Might be worth saying here that the Cheesecake Factory doesn’t set COVID-19 policy. They only follow guidelines from local and state authorities, which, of course, vary wildly across the nation. On some level, the virus deniers and anti-vaxxers know this, and that no histrionic arguments will persuade an overworked restaurant host or manager to violate the rules it is now their job to enforce. But only by treating the Cheesecake Factory and Applebee’s as organs of a tyrannical government can these extremists draw the outlandish parallels they prefer — to Jim Crow laws or even the Holocaust. And the arrests, which wouldn’t have occurred were they demonstrating at a city hall or capitol building, set up the commentators on their side to rage about how the police mistreat peaceful protesters while letting Black Lives Matter and “antifa” do whatever they want. (Note: Cops everywhere have met BLM with brutal violence).
While the scenes in New York were pathetic to those in favor of the vaccine mandate, they shed light on how the other half conceptualizes this battle. It has less to do with the particular onus of entering certain spaces — whether it’s paperwork or a face covering — than indignation that those spaces aren’t the way they used to be, and aren’t going back to business as usual.

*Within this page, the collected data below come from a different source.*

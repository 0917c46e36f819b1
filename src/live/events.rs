// Wire protocol for the live conversation endpoint.
//
// The endpoint speaks JSON over a duplex connection: one setup message at
// open, then base64 PCM chunks upstream and a tagged union of server
// events downstream. The serde types here mirror the wire shape; the rest
// of the crate only sees `ServerEvent`.

use serde::{Deserialize, Serialize};

use crate::error::SessionError;

/// Typed server events, one per action the session must take.
#[derive(Debug, Clone, PartialEq)]
pub enum ServerEvent {
    /// Endpoint acknowledged the setup message
    SetupComplete,
    /// Transcription fragment of the user's speech
    InputTranscript(String),
    /// Transcription fragment of the model's speech
    OutputTranscript(String),
    /// Base64 PCM audio fragment at 24 kHz
    AudioFragment(String),
    /// The current turn finished; accumulated transcripts are final
    TurnComplete,
    /// The model barged in; all pending playback must be cancelled
    Interrupted,
    /// The connection closed normally from the remote side
    Closed(Option<String>),
    /// The connection failed mid-session with a transport error
    ConnectionLost(String),
}

/// Session-open configuration sent as the first message.
#[derive(Debug, Clone)]
pub struct SessionSetup {
    pub model: String,
    pub voice: String,
    pub system_instruction: String,
}

impl SessionSetup {
    /// Build the wire setup message: audio-only responses, a fixed voice,
    /// the system instruction, and transcription enabled both ways.
    pub fn to_message(&self) -> SetupMessage {
        SetupMessage {
            setup: Setup {
                model: self.model.clone(),
                generation_config: GenerationConfig {
                    response_modalities: vec!["AUDIO".to_string()],
                    speech_config: SpeechConfig {
                        voice_config: VoiceConfig {
                            prebuilt_voice_config: PrebuiltVoiceConfig {
                                voice_name: self.voice.clone(),
                            },
                        },
                    },
                },
                system_instruction: SystemInstruction {
                    parts: vec![TextPart {
                        text: self.system_instruction.clone(),
                    }],
                },
                input_audio_transcription: EmptyObject {},
                output_audio_transcription: EmptyObject {},
            },
        }
    }
}

#[derive(Debug, Serialize)]
pub struct SetupMessage {
    pub setup: Setup,
}

#[derive(Debug, Serialize)]
#[serde(rename_all = "camelCase")]
pub struct Setup {
    pub model: String,
    pub generation_config: GenerationConfig,
    pub system_instruction: SystemInstruction,
    pub input_audio_transcription: EmptyObject,
    pub output_audio_transcription: EmptyObject,
}

#[derive(Debug, Serialize)]
#[serde(rename_all = "camelCase")]
pub struct GenerationConfig {
    pub response_modalities: Vec<String>,
    pub speech_config: SpeechConfig,
}

#[derive(Debug, Serialize)]
#[serde(rename_all = "camelCase")]
pub struct SpeechConfig {
    pub voice_config: VoiceConfig,
}

#[derive(Debug, Serialize)]
#[serde(rename_all = "camelCase")]
pub struct VoiceConfig {
    pub prebuilt_voice_config: PrebuiltVoiceConfig,
}

#[derive(Debug, Serialize)]
#[serde(rename_all = "camelCase")]
pub struct PrebuiltVoiceConfig {
    pub voice_name: String,
}

#[derive(Debug, Serialize)]
pub struct SystemInstruction {
    pub parts: Vec<TextPart>,
}

#[derive(Debug, Serialize)]
pub struct TextPart {
    pub text: String,
}

#[derive(Debug, Serialize)]
pub struct EmptyObject {}

/// One microphone frame on the wire: base64 PCM plus its MIME tag.
#[derive(Debug, Serialize)]
#[serde(rename_all = "camelCase")]
pub struct RealtimeInputMessage {
    pub realtime_input: RealtimeInput,
}

#[derive(Debug, Serialize)]
#[serde(rename_all = "camelCase")]
pub struct RealtimeInput {
    pub media_chunks: Vec<MediaChunk>,
}

#[derive(Debug, Serialize)]
#[serde(rename_all = "camelCase")]
pub struct MediaChunk {
    pub mime_type: String,
    pub data: String,
}

impl RealtimeInputMessage {
    pub fn audio(mime_type: &str, data: String) -> Self {
        Self {
            realtime_input: RealtimeInput {
                media_chunks: vec![MediaChunk {
                    mime_type: mime_type.to_string(),
                    data,
                }],
            },
        }
    }
}

#[derive(Debug, Deserialize)]
#[serde(rename_all = "camelCase")]
struct ServerMessage {
    setup_complete: Option<serde_json::Value>,
    server_content: Option<ServerContent>,
}

#[derive(Debug, Deserialize)]
#[serde(rename_all = "camelCase")]
struct ServerContent {
    model_turn: Option<ModelTurn>,
    turn_complete: Option<bool>,
    interrupted: Option<bool>,
    input_transcription: Option<Transcription>,
    output_transcription: Option<Transcription>,
}

#[derive(Debug, Deserialize)]
struct ModelTurn {
    parts: Vec<ContentPart>,
}

#[derive(Debug, Deserialize)]
#[serde(rename_all = "camelCase")]
struct ContentPart {
    inline_data: Option<InlineData>,
}

#[derive(Debug, Deserialize)]
struct InlineData {
    data: String,
}

#[derive(Debug, Deserialize)]
struct Transcription {
    text: String,
}

/// Parse one inbound JSON message into zero or more server events.
///
/// A single wire message can carry several payloads (a transcription
/// fragment alongside audio, say); events come out in processing order.
pub fn parse_server_message(text: &str) -> Result<Vec<ServerEvent>, SessionError> {
    let message: ServerMessage = serde_json::from_str(text)
        .map_err(|e| SessionError::Decode(format!("malformed server message: {}", e)))?;

    let mut events = Vec::new();

    if message.setup_complete.is_some() {
        events.push(ServerEvent::SetupComplete);
    }

    if let Some(content) = message.server_content {
        if let Some(transcription) = content.input_transcription {
            if !transcription.text.is_empty() {
                events.push(ServerEvent::InputTranscript(transcription.text));
            }
        }
        if let Some(transcription) = content.output_transcription {
            if !transcription.text.is_empty() {
                events.push(ServerEvent::OutputTranscript(transcription.text));
            }
        }
        if content.interrupted == Some(true) {
            events.push(ServerEvent::Interrupted);
        }
        if let Some(turn) = content.model_turn {
            for part in turn.parts {
                if let Some(inline) = part.inline_data {
                    events.push(ServerEvent::AudioFragment(inline.data));
                }
            }
        }
        if content.turn_complete == Some(true) {
            events.push(ServerEvent::TurnComplete);
        }
    }

    Ok(events)
}

#[cfg(test)]
mod tests {
    use super::*;

    #[test]
    fn test_parse_setup_complete() {
        let events = parse_server_message(r#"{"setupComplete":{}}"#).unwrap();
        assert_eq!(events, vec![ServerEvent::SetupComplete]);
    }

    #[test]
    fn test_parse_transcriptions_and_turn() {
        let text = r#"{
            "serverContent": {
                "inputTranscription": {"text": "hello"},
                "outputTranscription": {"text": "hi there"},
                "turnComplete": true
            }
        }"#;
        let events = parse_server_message(text).unwrap();
        assert_eq!(
            events,
            vec![
                ServerEvent::InputTranscript("hello".to_string()),
                ServerEvent::OutputTranscript("hi there".to_string()),
                ServerEvent::TurnComplete,
            ]
        );
    }

    #[test]
    fn test_parse_audio_fragment() {
        let text = r#"{
            "serverContent": {
                "modelTurn": {
                    "parts": [{"inlineData": {"mimeType": "audio/pcm;rate=24000", "data": "AAA="}}]
                }
            }
        }"#;
        let events = parse_server_message(text).unwrap();
        assert_eq!(events, vec![ServerEvent::AudioFragment("AAA=".to_string())]);
    }

    #[test]
    fn test_parse_interrupted() {
        let text = r#"{"serverContent": {"interrupted": true}}"#;
        let events = parse_server_message(text).unwrap();
        assert_eq!(events, vec![ServerEvent::Interrupted]);
    }

    #[test]
    fn test_malformed_message_is_decode_error() {
        let err = parse_server_message("not json").unwrap_err();
        assert!(matches!(err, SessionError::Decode(_)));
    }

    #[test]
    fn test_setup_message_shape() {
        let setup = SessionSetup {
            model: "models/test".to_string(),
            voice: "Orus".to_string(),
            system_instruction: "Be brief.".to_string(),
        };
        let json = serde_json::to_value(setup.to_message()).unwrap();
        assert_eq!(
            json["setup"]["generationConfig"]["responseModalities"][0],
            "AUDIO"
        );
        assert_eq!(
            json["setup"]["generationConfig"]["speechConfig"]["voiceConfig"]
                ["prebuiltVoiceConfig"]["voiceName"],
            "Orus"
        );
        assert_eq!(json["setup"]["systemInstruction"]["parts"][0]["text"], "Be brief.");
        assert!(json["setup"]["inputAudioTranscription"].is_object());
        assert!(json["setup"]["outputAudioTranscription"].is_object());
    }
}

You see this same attitude in Rep. Jim Jordan’s nonsensical claim that “real America is done with COVID,” or columnist Bethany S. Mandel’s demand that the magazine Highlights stop depicting children with masks on, or the recent ghoulish piece in The Atlantic titled “Where I Live, No One Cares About COVID.”
Well, then, what’s the problem? Sounds like you can walk around like it’s 2019 and not come across a single reminder of what’s going on — but it’s still not good enough, because elsewhere, in the elite coastal cities, other people you don’t know or interact with are taking basic precautions to stay safe. This does nothing to undermine your region’s laissez-faire approach to epidemiology, just as my washing my hands has no effect on whether you wash yours, yet you take any acknowledgement of continued danger as a direct insult.
By the same token, Applebee’s requiring proof of vaccination at the door doesn’t negate your freedom to forgo life-saving medicine, and it’s hardly more restrictive than asking that customers wear clothes. The real objection is that it’s new, something additional that one never had to consider before — and this becomes an intolerable stain on the familiar franchise, the comforting, casual, infinite mediocrity of every American chain eatery. Anti-vaxxers aren’t trying to force their way into upscale bistros or wine bars, since it’s understood that these establishments already had higher barriers of etiquette, and besides, it’s at the downmarket restaurants where they believe their status entitles them to harangue and scold the employees.
So, here we are at the next stage in a long war. First they’re protesting the lockdowns for keeping the Cheesecake Factory closed. Then they eat in the Cheesecake Factory to defy health experts and own the libs. Then they want to “shut down” the Cheesecake Factory — i.e., return to the state of affairs that pissed them off at the beginning of the pandemic — for abiding by municipal law. The strategies and demands may change, but the backdrop stays the same. Despite all the talking points, there’s just one grievance on the menu: I liked this better before.